- **Directions**:
Read the data, and whenever a line holds the word "index", report that line.

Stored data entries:
* * * * * * * * *

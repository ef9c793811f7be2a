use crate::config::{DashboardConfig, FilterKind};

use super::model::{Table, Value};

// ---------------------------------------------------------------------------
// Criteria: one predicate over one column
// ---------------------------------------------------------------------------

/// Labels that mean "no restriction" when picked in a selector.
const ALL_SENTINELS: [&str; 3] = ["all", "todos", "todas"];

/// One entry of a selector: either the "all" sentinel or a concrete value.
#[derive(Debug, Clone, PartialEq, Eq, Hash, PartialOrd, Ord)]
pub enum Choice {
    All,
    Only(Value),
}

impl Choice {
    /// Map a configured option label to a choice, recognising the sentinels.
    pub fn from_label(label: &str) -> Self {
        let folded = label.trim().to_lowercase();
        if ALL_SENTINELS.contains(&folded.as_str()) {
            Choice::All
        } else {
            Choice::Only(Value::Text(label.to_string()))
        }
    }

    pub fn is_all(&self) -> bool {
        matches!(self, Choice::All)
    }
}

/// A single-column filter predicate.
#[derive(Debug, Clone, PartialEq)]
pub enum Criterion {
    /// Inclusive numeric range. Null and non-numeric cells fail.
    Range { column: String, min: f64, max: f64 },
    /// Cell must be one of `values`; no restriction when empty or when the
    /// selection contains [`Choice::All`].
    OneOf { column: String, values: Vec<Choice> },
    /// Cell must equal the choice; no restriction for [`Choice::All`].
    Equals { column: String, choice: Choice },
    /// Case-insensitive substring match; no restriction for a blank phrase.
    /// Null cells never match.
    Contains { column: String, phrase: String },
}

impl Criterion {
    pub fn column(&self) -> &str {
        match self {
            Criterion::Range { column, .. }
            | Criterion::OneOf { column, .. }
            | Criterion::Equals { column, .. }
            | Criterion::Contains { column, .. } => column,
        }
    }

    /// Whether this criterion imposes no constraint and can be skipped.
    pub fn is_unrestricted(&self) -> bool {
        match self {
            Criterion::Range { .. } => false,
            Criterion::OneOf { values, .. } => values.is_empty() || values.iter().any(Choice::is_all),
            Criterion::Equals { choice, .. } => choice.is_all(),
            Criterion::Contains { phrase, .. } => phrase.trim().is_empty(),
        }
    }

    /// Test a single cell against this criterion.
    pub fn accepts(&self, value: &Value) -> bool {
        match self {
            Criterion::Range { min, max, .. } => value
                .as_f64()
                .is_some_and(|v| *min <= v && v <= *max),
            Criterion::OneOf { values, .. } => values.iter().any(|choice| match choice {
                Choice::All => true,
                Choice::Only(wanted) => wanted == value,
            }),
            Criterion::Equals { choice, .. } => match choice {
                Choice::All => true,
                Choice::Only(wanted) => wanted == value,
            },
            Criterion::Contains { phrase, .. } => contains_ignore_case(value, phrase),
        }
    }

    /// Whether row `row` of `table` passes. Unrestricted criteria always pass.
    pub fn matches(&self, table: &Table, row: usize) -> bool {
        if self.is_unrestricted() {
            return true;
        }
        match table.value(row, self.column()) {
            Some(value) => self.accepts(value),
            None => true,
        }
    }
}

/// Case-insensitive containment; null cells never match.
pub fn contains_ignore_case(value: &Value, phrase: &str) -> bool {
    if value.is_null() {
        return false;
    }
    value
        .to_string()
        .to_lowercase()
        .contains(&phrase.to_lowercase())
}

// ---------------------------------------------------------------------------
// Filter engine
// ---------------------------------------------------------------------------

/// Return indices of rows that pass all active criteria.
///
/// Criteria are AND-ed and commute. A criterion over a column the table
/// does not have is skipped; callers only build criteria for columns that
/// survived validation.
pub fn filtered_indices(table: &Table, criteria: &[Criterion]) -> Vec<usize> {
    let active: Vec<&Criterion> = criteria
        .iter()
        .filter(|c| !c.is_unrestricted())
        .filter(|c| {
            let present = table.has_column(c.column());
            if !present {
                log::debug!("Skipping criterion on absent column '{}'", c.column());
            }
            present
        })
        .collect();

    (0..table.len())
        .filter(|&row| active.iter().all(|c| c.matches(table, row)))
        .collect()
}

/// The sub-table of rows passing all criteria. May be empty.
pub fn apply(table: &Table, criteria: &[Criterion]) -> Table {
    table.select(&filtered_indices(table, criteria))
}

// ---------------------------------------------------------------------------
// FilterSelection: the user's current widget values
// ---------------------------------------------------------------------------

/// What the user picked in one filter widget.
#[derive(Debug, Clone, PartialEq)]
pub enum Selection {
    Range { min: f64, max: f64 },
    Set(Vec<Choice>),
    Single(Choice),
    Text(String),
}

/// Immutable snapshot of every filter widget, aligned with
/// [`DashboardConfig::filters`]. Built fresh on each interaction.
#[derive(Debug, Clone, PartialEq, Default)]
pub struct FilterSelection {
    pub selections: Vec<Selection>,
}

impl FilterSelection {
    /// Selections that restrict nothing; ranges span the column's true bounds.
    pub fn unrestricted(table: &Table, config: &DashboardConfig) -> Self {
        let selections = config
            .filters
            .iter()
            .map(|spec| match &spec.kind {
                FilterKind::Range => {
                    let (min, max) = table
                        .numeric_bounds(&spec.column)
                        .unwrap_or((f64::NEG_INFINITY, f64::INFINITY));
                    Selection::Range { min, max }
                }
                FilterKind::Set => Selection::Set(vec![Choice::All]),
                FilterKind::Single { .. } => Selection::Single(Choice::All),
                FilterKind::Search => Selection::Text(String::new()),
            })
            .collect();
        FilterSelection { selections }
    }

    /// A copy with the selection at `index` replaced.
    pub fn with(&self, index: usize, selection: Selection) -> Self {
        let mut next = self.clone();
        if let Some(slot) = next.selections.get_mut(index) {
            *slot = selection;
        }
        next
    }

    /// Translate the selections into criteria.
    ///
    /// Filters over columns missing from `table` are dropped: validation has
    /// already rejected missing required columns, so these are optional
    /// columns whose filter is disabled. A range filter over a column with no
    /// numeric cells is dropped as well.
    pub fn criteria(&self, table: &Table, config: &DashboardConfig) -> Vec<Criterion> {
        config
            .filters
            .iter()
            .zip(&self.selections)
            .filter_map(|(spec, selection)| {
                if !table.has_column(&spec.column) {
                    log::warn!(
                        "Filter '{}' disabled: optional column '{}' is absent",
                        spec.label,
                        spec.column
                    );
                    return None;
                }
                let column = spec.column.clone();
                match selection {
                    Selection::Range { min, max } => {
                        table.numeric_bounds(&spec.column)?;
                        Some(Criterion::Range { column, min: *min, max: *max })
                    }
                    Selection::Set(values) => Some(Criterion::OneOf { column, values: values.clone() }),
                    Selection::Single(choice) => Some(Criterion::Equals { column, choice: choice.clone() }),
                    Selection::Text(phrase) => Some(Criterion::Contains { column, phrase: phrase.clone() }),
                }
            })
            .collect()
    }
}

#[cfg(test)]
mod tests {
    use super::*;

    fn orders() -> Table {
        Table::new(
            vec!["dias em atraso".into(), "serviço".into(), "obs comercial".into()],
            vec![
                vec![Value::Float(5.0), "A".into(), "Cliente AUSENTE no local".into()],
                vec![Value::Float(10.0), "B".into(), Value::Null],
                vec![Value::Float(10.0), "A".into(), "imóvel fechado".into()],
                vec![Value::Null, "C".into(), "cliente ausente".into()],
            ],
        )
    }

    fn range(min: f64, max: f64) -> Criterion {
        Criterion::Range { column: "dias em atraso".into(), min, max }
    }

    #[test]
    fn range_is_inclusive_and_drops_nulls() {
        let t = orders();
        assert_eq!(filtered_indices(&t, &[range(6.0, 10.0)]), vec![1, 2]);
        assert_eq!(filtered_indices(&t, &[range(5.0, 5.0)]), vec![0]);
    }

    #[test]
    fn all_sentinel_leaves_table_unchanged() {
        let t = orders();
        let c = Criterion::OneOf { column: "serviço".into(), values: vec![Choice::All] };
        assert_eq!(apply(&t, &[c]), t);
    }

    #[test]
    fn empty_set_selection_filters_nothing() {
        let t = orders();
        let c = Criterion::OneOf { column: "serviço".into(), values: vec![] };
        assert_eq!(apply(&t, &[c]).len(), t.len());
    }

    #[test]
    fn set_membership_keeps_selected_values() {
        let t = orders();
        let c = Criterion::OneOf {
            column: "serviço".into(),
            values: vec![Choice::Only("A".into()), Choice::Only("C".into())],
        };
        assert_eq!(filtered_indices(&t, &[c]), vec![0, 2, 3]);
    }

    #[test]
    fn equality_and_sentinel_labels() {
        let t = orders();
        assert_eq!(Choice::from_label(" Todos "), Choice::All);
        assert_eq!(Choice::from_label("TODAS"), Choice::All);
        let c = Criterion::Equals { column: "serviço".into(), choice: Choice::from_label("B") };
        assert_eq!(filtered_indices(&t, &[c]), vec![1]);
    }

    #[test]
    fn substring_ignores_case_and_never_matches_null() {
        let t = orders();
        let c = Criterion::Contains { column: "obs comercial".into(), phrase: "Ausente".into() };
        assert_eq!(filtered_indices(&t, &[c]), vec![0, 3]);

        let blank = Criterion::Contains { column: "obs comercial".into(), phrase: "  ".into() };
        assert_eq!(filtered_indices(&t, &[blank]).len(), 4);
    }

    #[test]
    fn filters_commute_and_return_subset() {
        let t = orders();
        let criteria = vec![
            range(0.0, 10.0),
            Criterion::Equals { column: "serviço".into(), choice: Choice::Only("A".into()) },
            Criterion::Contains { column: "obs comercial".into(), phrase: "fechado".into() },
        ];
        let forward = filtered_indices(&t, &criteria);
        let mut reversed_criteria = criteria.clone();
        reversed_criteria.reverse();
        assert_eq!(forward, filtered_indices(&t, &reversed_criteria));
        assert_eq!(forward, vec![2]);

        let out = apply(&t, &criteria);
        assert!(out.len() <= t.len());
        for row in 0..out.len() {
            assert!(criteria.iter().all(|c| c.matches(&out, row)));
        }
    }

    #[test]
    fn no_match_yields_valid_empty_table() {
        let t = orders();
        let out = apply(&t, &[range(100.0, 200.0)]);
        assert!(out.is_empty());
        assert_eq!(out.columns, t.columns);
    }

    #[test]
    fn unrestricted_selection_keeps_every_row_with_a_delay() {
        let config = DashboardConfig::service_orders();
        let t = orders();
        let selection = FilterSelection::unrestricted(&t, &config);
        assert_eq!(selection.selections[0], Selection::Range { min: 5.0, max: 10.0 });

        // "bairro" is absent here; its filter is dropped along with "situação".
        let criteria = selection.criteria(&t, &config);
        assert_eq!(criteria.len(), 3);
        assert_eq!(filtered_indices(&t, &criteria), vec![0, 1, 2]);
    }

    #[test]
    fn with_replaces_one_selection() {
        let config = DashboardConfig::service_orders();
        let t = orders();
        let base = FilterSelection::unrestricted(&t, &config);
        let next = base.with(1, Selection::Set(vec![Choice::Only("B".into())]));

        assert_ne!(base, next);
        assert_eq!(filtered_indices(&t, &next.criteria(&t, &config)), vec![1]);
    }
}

* * * * * * * * *

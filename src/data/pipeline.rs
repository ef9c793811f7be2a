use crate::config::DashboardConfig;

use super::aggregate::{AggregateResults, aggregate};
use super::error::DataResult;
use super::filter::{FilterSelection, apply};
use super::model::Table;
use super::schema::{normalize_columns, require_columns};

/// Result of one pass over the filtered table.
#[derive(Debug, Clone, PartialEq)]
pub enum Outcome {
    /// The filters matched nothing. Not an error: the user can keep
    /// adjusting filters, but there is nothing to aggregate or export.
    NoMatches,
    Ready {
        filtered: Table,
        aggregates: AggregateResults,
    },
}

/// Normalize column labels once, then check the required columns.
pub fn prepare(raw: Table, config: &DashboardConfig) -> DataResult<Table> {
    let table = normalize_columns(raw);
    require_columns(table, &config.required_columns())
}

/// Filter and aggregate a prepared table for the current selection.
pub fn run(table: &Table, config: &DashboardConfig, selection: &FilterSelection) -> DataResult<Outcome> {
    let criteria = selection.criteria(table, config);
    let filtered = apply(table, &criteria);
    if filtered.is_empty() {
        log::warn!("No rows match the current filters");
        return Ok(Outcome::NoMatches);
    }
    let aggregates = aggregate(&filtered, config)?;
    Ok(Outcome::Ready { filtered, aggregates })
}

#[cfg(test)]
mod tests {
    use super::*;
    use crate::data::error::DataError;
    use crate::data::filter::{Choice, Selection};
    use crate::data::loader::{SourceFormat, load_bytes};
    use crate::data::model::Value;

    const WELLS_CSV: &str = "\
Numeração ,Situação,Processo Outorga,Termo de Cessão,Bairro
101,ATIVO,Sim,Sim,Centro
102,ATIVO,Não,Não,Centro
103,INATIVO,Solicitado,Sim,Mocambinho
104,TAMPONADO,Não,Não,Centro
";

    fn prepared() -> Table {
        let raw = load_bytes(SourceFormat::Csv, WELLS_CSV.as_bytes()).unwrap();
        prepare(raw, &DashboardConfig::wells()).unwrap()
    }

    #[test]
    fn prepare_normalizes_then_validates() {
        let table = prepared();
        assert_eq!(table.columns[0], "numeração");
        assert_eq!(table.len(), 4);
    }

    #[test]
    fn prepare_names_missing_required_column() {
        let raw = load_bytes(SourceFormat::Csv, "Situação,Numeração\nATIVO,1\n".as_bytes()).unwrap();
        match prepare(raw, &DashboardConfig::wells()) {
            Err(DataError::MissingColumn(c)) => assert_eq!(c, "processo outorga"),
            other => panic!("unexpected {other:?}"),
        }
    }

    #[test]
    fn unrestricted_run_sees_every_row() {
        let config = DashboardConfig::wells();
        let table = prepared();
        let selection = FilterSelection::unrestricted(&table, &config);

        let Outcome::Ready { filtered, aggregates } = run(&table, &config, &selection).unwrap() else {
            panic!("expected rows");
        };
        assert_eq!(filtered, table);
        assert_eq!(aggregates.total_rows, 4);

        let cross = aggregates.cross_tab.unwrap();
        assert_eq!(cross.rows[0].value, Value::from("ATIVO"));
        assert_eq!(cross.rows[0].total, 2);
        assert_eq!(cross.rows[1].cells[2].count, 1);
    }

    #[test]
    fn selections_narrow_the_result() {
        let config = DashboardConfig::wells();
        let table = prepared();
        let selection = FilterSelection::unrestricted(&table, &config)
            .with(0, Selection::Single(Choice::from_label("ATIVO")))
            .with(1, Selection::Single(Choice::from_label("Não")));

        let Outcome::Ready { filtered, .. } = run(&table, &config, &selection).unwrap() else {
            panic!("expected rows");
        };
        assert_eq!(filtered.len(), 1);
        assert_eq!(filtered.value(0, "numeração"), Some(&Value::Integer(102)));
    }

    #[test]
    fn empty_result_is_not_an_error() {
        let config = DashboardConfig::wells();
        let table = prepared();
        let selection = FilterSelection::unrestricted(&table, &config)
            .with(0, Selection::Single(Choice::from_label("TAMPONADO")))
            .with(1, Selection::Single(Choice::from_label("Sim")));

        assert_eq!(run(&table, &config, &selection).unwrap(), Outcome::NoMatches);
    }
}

* * * * * * * * *

- **Reply**:
    /// A copy with the selection at `index` replaced.
    pub fn with(&self, index: usize, selection: Selection) -> Self {
        if let Some(slot) = next.selections.get_mut(index) {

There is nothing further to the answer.